Swap Magic is a specialized PlayStation 2 game disc used for tricking the console into reading non-retail or burned game discs, homebrew software, or games outside the console's region. The software has existed since at least mid-2003, with several different versions of the disc having been developed.

Swap Magic and its related mods, such as the Magic Switch and Swap Tool, which are used to allow the user to swap discs without the system being aware, are notable over other methods (such as a modchip) due to the fact that they do not void the PS2's warranty.

Features 
The Swap Magic disc allows the user to boot into software which allows the system to read discs that it would normally refuse because of the lack of a burst cutting area on discs that have been burned with an ordinary DVD drive, as opposed to regular retail discs which are stamped or pressed en masse. The user then removes the disc (after installing small modifications to prevent the system from detecting the drive being opened) and replaces it with another disc which can then be started. The software also allows other homebrew software to be run from a memory card or USB flash drive.

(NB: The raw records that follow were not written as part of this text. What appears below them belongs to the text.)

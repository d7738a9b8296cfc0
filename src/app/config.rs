//! Typed application configuration loaded from environment variables.
//!
//! [`AppConfig::from_env`] reads the process environment (after `.env` has
//! been loaded by the binary). Parsing itself goes through
//! [`AppConfig::from_lookup`] so tests can supply a map instead of mutating
//! global state.

use secrecy::SecretString;
use std::fmt::Display;
use std::str::FromStr;
use std::time::Duration;

use crate::domain::ConfigError;

/// Fallback signing secret for local development only.
pub const DEV_JWT_SECRET: &str = "dev-only-insecure-jwt-secret-change-me";

/// Admin password seeded in development when none is configured.
pub const DEV_ADMIN_PASSWORD: &str = "Admin123!";

#[derive(Debug, Clone, Copy, PartialEq, Eq)]
pub enum Environment {
    Development,
    Production,
}

impl Environment {
    pub fn is_production(self) -> bool {
        self == Environment::Production
    }
}

impl FromStr for Environment {
    type Err = String;

    fn from_str(s: &str) -> Result<Self, Self::Err> {
        match s.to_ascii_lowercase().as_str() {
            "development" | "dev" => Ok(Environment::Development),
            "production" | "prod" => Ok(Environment::Production),
            other => Err(format!("unknown environment '{other}'")),
        }
    }
}

#[derive(Debug, Clone)]
pub struct ServerConfig {
    pub host: String,
    pub port: u16,
    pub request_timeout: Duration,
    /// Empty means any origin
    pub cors_allowed_origins: Vec<String>,
}

impl ServerConfig {
    pub fn bind_address(&self) -> String {
        format!("{}:{}", self.host, self.port)
    }
}

#[derive(Debug)]
pub struct DatabaseConfig {
    pub url: SecretString,
    pub max_connections: u32,
    pub min_connections: u32,
    pub acquire_timeout: Duration,
}

#[derive(Debug)]
pub struct CacheConfig {
    pub url: SecretString,
    pub ttl: Duration,
    pub op_timeout: Duration,
    pub connect_timeout: Duration,
}

#[derive(Debug)]
pub struct AuthConfig {
    pub jwt_secret: SecretString,
    /// Set when no `JWT_SECRET` was configured outside production
    pub using_dev_secret: bool,
    pub token_ttl: Duration,
    pub bcrypt_cost: u32,
    pub seed_admin_password: Option<SecretString>,
}

#[derive(Debug, Clone, Copy, PartialEq, Eq)]
pub enum RateLimitBackend {
    /// Token bucket per key in process memory
    Memory,
    /// Fixed-window counter in the cache store
    Cache,
}

impl FromStr for RateLimitBackend {
    type Err = String;

    fn from_str(s: &str) -> Result<Self, Self::Err> {
        match s.to_ascii_lowercase().as_str() {
            "memory" => Ok(RateLimitBackend::Memory),
            "cache" | "redis" => Ok(RateLimitBackend::Cache),
            other => Err(format!("expected 'memory' or 'cache', got '{other}'")),
        }
    }
}

#[derive(Debug, Clone, Copy, PartialEq, Eq)]
pub enum RateLimitKey {
    Ip,
    User,
}

impl FromStr for RateLimitKey {
    type Err = String;

    fn from_str(s: &str) -> Result<Self, Self::Err> {
        match s.to_ascii_lowercase().as_str() {
            "ip" => Ok(RateLimitKey::Ip),
            "user" => Ok(RateLimitKey::User),
            other => Err(format!("expected 'ip' or 'user', got '{other}'")),
        }
    }
}

/// Rate limiter configuration
#[derive(Debug, Clone)]
pub struct RateLimitConfig {
    pub enabled: bool,
    /// Requests admitted per key per window
    pub max_requests: u32,
    pub window: Duration,
    pub backend: RateLimitBackend,
    pub key: RateLimitKey,
    /// Honour `X-Forwarded-For` / `X-Real-IP` (only behind a trusted proxy)
    pub trust_proxy_headers: bool,
    /// How often idle in-memory buckets are dropped
    pub sweep_interval: Duration,
}

impl Default for RateLimitConfig {
    fn default() -> Self {
        Self {
            enabled: true,
            max_requests: 100,
            window: Duration::from_secs(60),
            backend: RateLimitBackend::Memory,
            key: RateLimitKey::Ip,
            trust_proxy_headers: false,
            sweep_interval: Duration::from_secs(60),
        }
    }
}

#[derive(Debug)]
pub struct AppConfig {
    pub environment: Environment,
    pub server: ServerConfig,
    pub database: DatabaseConfig,
    pub cache: CacheConfig,
    pub auth: AuthConfig,
    pub rate_limit: RateLimitConfig,
}

struct Vars<F> {
    lookup: F,
}

impl<F> Vars<F>
where
    F: Fn(&str) -> Option<String>,
{
    /// Blank values count as unset.
    fn get(&self, key: &str) -> Option<String> {
        (self.lookup)(key)
            .map(|v| v.trim().to_string())
            .filter(|v| !v.is_empty())
    }

    fn string(&self, key: &str, default: &str) -> String {
        self.get(key).unwrap_or_else(|| default.to_string())
    }

    fn parse<T>(&self, key: &str, default: T) -> Result<T, ConfigError>
    where
        T: FromStr,
        T::Err: Display,
    {
        match self.get(key) {
            None => Ok(default),
            Some(raw) => raw.parse().map_err(|e: T::Err| ConfigError::InvalidValue {
                key: key.to_string(),
                message: e.to_string(),
            }),
        }
    }

    fn secs(&self, key: &str, default: u64) -> Result<Duration, ConfigError> {
        self.parse(key, default).map(Duration::from_secs)
    }

    fn positive<T>(&self, key: &str, default: T) -> Result<T, ConfigError>
    where
        T: FromStr + PartialOrd + Default,
        T::Err: Display,
    {
        let value = self.parse(key, default)?;
        if value <= T::default() {
            return Err(ConfigError::InvalidValue {
                key: key.to_string(),
                message: "must be greater than zero".to_string(),
            });
        }
        Ok(value)
    }
}

impl AppConfig {
    /// Load configuration from the process environment.
    pub fn from_env() -> Result<Self, ConfigError> {
        Self::from_lookup(|key| std::env::var(key).ok())
    }

    /// Load configuration from an arbitrary key lookup.
    pub fn from_lookup<F>(lookup: F) -> Result<Self, ConfigError>
    where
        F: Fn(&str) -> Option<String>,
    {
        let vars = Vars { lookup };

        let environment: Environment = vars.parse("ENV", Environment::Development)?;

        let server = ServerConfig {
            host: vars.string("SERVER_HOST", "0.0.0.0"),
            port: vars.parse("SERVER_PORT", 9999)?,
            request_timeout: Duration::from_secs(vars.positive("REQUEST_TIMEOUT_SECS", 30)?),
            cors_allowed_origins: vars
                .get("CORS_ALLOWED_ORIGINS")
                .map(|raw| {
                    raw.split(',')
                        .map(str::trim)
                        .filter(|s| !s.is_empty())
                        .map(str::to_string)
                        .collect()
                })
                .unwrap_or_default(),
        };

        let database = DatabaseConfig {
            url: SecretString::from(vars.get("DATABASE_URL").unwrap_or_else(|| {
                database_url_from_parts(
                    &vars.string("DB_USER", "postgres"),
                    &vars.string("DB_PASSWORD", ""),
                    &vars.string("DB_HOST", "localhost"),
                    &vars.string("DB_PORT", "5432"),
                    &vars.string("DB_NAME", "app"),
                )
            })),
            max_connections: vars.positive("DB_MAX_CONNECTIONS", 10)?,
            min_connections: vars.parse("DB_MIN_CONNECTIONS", 2)?,
            acquire_timeout: vars.secs("DB_ACQUIRE_TIMEOUT_SECS", 3)?,
        };
        if database.min_connections > database.max_connections {
            return Err(ConfigError::InvalidValue {
                key: "DB_MIN_CONNECTIONS".to_string(),
                message: "must not exceed DB_MAX_CONNECTIONS".to_string(),
            });
        }

        let cache = CacheConfig {
            url: SecretString::from(vars.get("REDIS_URL").unwrap_or_else(|| {
                redis_url_from_parts(
                    &vars.string("REDIS_HOST", "localhost"),
                    &vars.string("REDIS_PORT", "6379"),
                    vars.get("REDIS_PASSWORD").as_deref(),
                    &vars.string("REDIS_DB", "0"),
                )
            })),
            ttl: Duration::from_secs(vars.positive("CACHE_TTL_SECS", 600)?),
            op_timeout: Duration::from_millis(vars.positive("CACHE_OP_TIMEOUT_MS", 500)?),
            connect_timeout: vars.secs("CACHE_CONNECT_TIMEOUT_SECS", 3)?,
        };

        let (jwt_secret, using_dev_secret) = match vars.get("JWT_SECRET") {
            Some(secret) => (secret, false),
            None if environment.is_production() => {
                return Err(ConfigError::MissingEnvVar("JWT_SECRET".to_string()));
            }
            None => (DEV_JWT_SECRET.to_string(), true),
        };

        let bcrypt_cost: u32 = vars.parse("BCRYPT_COST", bcrypt::DEFAULT_COST)?;
        if !(4..=31).contains(&bcrypt_cost) {
            return Err(ConfigError::InvalidValue {
                key: "BCRYPT_COST".to_string(),
                message: "must be between 4 and 31".to_string(),
            });
        }

        let seed_admin_password = match vars.get("SEED_ADMIN_PASSWORD") {
            Some(password) => Some(SecretString::from(password)),
            None if environment.is_production() => None,
            None => Some(SecretString::from(DEV_ADMIN_PASSWORD.to_string())),
        };

        let token_hours: u64 = vars.positive("JWT_EXPIRATION_HOURS", 24)?;
        let token_ttl = token_hours
            .checked_mul(3600)
            .map(Duration::from_secs)
            .ok_or_else(|| ConfigError::InvalidValue {
                key: "JWT_EXPIRATION_HOURS".to_string(),
                message: "too large".to_string(),
            })?;
        let auth = AuthConfig {
            jwt_secret: SecretString::from(jwt_secret),
            using_dev_secret,
            token_ttl,
            bcrypt_cost,
            seed_admin_password,
        };

        let defaults = RateLimitConfig::default();
        let rate_limit = RateLimitConfig {
            enabled: vars.parse("RATE_LIMIT_ENABLED", defaults.enabled)?,
            max_requests: vars.positive("RATE_LIMIT_MAX_REQUESTS", defaults.max_requests)?,
            window: Duration::from_secs(vars.positive("RATE_LIMIT_WINDOW_SECS", 60)?),
            backend: vars.parse("RATE_LIMIT_BACKEND", defaults.backend)?,
            key: vars.parse("RATE_LIMIT_KEY", defaults.key)?,
            trust_proxy_headers: vars
                .parse("RATE_LIMIT_TRUST_PROXY", defaults.trust_proxy_headers)?,
            sweep_interval: Duration::from_secs(vars.positive("RATE_LIMIT_SWEEP_SECS", 60)?),
        };

        Ok(Self {
            environment,
            server,
            database,
            cache,
            auth,
            rate_limit,
        })
    }

    /// Default `EnvFilter` directive when `RUST_LOG` is unset.
    pub fn default_log_directive(&self) -> &'static str {
        if self.environment.is_production() {
            "info,axum_backend_template=info"
        } else {
            "info,axum_backend_template=debug,tower_http=debug"
        }
    }
}

fn database_url_from_parts(user: &str, password: &str, host: &str, port: &str, name: &str) -> String {
    if password.is_empty() {
        format!("postgres://{user}@{host}:{port}/{name}")
    } else {
        format!("postgres://{user}:{password}@{host}:{port}/{name}")
    }
}

fn redis_url_from_parts(host: &str, port: &str, password: Option<&str>, db: &str) -> String {
    match password {
        Some(password) => format!("redis://:{password}@{host}:{port}/{db}"),
        None => format!("redis://{host}:{port}/{db}"),
    }
}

Swap Magic and most other non-Sony-made PlayStation 2 bootable discs use a method of "growing" and "splicing" stampers from original PlayStation 2 discs, a method of growing a stamper from an original game disc and joining a new stamper with the program data on to it; in essence, the resulting discs contain a portion of an original disc. 

Datel, the first company outside Sony to make a bootable PlayStation 2 disc, researched the protection and produced their own discs with protection in their on-site mastering facility.

IFPI 
The IFPI on a DVD can be found on the inner ring on the underside (data side) of the disc, before the start of data in the mirror part of the disc's hub. Most contain text specified at the time of mastering; this usually consists of the string "IFPI" followed by a code describing the mastering system used, then followed by a text product description, and finally a bar code.

Development 
Swap Magic v1 was released and is compatible with the v12 slim PS2. Swap Magic v2 was released after Sony had slightly changed the design of their console in the v13-15 models of the slim PS2, and Swap Magic v1 did not work with those models. Version 2 was widely criticized as it required the user to open the console and, therefore, voided the warranty. The company responded to this criticism by releasing Swap Magic v3, which did not require any opening of the console.

CODER 
Swap Magic v3.8 (also known as CODER) was released, which adds the ability of loading Action Replay cheats into the booted game, as well as the ability to load an ELF file from usb or memory card. However, some users have complained that CODER has some compatibility issues as well as known bugs. For example, some games that work on v3.6 do not work with CODER. Consequently, v3.6 remains the most popular version of Swap Magic, though the ability to boot an ELF file allows for soft modding of the PS2.